◆ What you have to do
Return each line of the material below exactly. Begin at the first and end on the line with "let name = after[..end].trim();".

◆ Material for the task
┌────────

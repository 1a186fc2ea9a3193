//! Captured values and `${name}` templates

use std::collections::BTreeMap;

use serde_json::Value;

/// Values captured from earlier steps of the current run
#[derive(Debug, Default, Clone)]
pub struct Captures {
    values: BTreeMap<String, Value>,
}

impl Captures {
    pub fn new() -> Self {
        Self::default()
    }

    pub fn get(&self, name: &str) -> Option<&Value> {
        self.values.get(name)
    }

    pub fn contains(&self, name: &str) -> bool {
        self.values.contains_key(name)
    }

    pub fn insert(&mut self, name: impl Into<String>, value: Value) {
        self.values.insert(name.into(), value);
    }
}

/// Names referenced as `${name}` in a string, in order of appearance
pub fn variables(s: &str) -> Vec<String> {
    let mut names = Vec::new();
    let mut rest = s;
    while let Some(start) = rest.find("${") {
        let after = &rest[start + 2..];
        match after.find('}') {
            Some(end) => {
                names.push(after[..end].trim().to_string());
                rest = &after[end + 1..];
            }
            None => break,
        }
    }
    names
}

/// Names referenced anywhere inside a JSON value
pub fn json_variables(value: &Value) -> Vec<String> {
    match value {
        Value::String(s) => variables(s),
        Value::Array(items) => items.iter().flat_map(json_variables).collect(),
        Value::Object(map) => map.values().flat_map(json_variables).collect(),
        _ => Vec::new(),
    }
}

/// Substitute `${name}` references; `Err` carries the first missing name
pub fn render(s: &str, captures: &Captures) -> Result<String, String> {
    let mut out = String::with_capacity(s.len());
    let mut rest = s;
    while let Some(start) = rest.find("${") {
        let after = &rest[start + 2..];
        let Some(end) = after.find('}') else {
            break;
        };
        out.push_str(&rest[..start]);
        let name = after[..end].trim();
        let value = captures.get(name).ok_or_else(|| name.to_string())?;
        match value {
            Value::String(text) => out.push_str(text),
            other => out.push_str(&other.to_string()),
        }
        rest = &after[end + 1..];
    }
    out.push_str(rest);
    Ok(out)
}

/// Substitute inside a JSON value
///
/// A string that is exactly `${name}` becomes the captured value itself,
/// so numeric ids stay numeric.
pub fn render_json(value: &Value, captures: &Captures) -> Result<Value, String> {
    Ok(match value {
        Value::String(s) => match whole_reference(s) {
            Some(name) => captures.get(name).cloned().ok_or_else(|| name.to_string())?,
            None => Value::String(render(s, captures)?),
        },
        Value::Array(items) => Value::Array(
            items
                .iter()
                .map(|item| render_json(item, captures))
                .collect::<Result<_, _>>()?,
        ),
        Value::Object(map) => Value::Object(
            map.iter()
                .map(|(k, v)| Ok((k.clone(), render_json(v, captures)?)))
                .collect::<Result<_, String>>()?,
        ),
        other => other.clone(),
    })
}

fn whole_reference(s: &str) -> Option<&str> {
    let inner = s.strip_prefix("${")?.strip_suffix('}')?;
    if inner.contains('}') || inner.contains("${") {
        None
    } else {
        Some(inner.trim())
    }
}

#[cfg(test)]
mod tests {
    use super::*;
    use serde_json::json;

    fn captures() -> Captures {
        let mut captures = Captures::new();
        captures.insert("pet_id", json!(10001));
        captures.insert("user", json!("testuser_mocha"));
        captures
    }

    #[test]
    fn test_variables() {
        assert_eq!(
            variables("/user/login?username=${user}&x=${ pet_id }"),
            vec!["user".to_string(), "pet_id".to_string()]
        );
        assert!(variables("/pet/findByStatus").is_empty());
        assert!(variables("${unterminated").is_empty());
    }

    #[test]
    fn test_render_strings() {
        let c = captures();
        assert_eq!(render("/pet/${pet_id}", &c).unwrap(), "/pet/10001");
        assert_eq!(render("/user/${user}", &c).unwrap(), "/user/testuser_mocha");
        assert_eq!(render("/order/${order_id}", &c).unwrap_err(), "order_id");
    }

    #[test]
    fn test_render_json_keeps_types() {
        let c = captures();
        let body = json!({
            "id": "${pet_id}",
            "name": "pet-${pet_id}",
            "tags": [{"name": "${user}"}],
            "quantity": 1,
        });
        let rendered = render_json(&body, &c).unwrap();
        assert_eq!(rendered["id"], json!(10001));
        assert_eq!(rendered["name"], json!("pet-10001"));
        assert_eq!(rendered["tags"][0]["name"], json!("testuser_mocha"));
        assert_eq!(rendered["quantity"], json!(1));

        assert_eq!(
            json_variables(&body),
            vec!["pet_id".to_string(), "pet_id".to_string(), "user".to_string()]
        );
    }
}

└────────

◆ Result for this task
repository 1a186fc2ea9a3193
//! Captured values and `${name}` templates

use std::collections::BTreeMap;

use serde_json::Value;

/// Values captured from earlier steps of the current run
#[derive(Debug, Default, Clone)]
pub struct Captures {
    values: BTreeMap<String, Value>,
}

impl Captures {
    pub fn new() -> Self {
        Self::default()
    }

    pub fn get(&self, name: &str) -> Option<&Value> {
        self.values.get(name)
    }

    pub fn contains(&self, name: &str) -> bool {
        self.values.contains_key(name)
    }

    pub fn insert(&mut self, name: impl Into<String>, value: Value) {
        self.values.insert(name.into(), value);
    }
}

/// Names referenced as `${name}` in a string, in order of appearance
pub fn variables(s: &str) -> Vec<String> {
    let mut names = Vec::new();
    let mut rest = s;
    while let Some(start) = rest.find("${") {
        let after = &rest[start + 2..];
        match after.find('}') {
            Some(end) => {
                names.push(after[..end].trim().to_string());
                rest = &after[end + 1..];
            }
            None => break,
        }
    }
    names
}

/// Names referenced anywhere inside a JSON value
pub fn json_variables(value: &Value) -> Vec<String> {
    match value {
        Value::String(s) => variables(s),
        Value::Array(items) => items.iter().flat_map(json_variables).collect(),
        Value::Object(map) => map.values().flat_map(json_variables).collect(),
        _ => Vec::new(),
    }
}

/// Substitute `${name}` references; `Err` carries the first missing name
pub fn render(s: &str, captures: &Captures) -> Result<String, String> {
    let mut out = String::with_capacity(s.len());
    let mut rest = s;
    while let Some(start) = rest.find("${") {
        let after = &rest[start + 2..];
        let Some(end) = after.find('}') else {
            break;
        };
        out.push_str(&rest[..start]);
        let name = after[..end].trim();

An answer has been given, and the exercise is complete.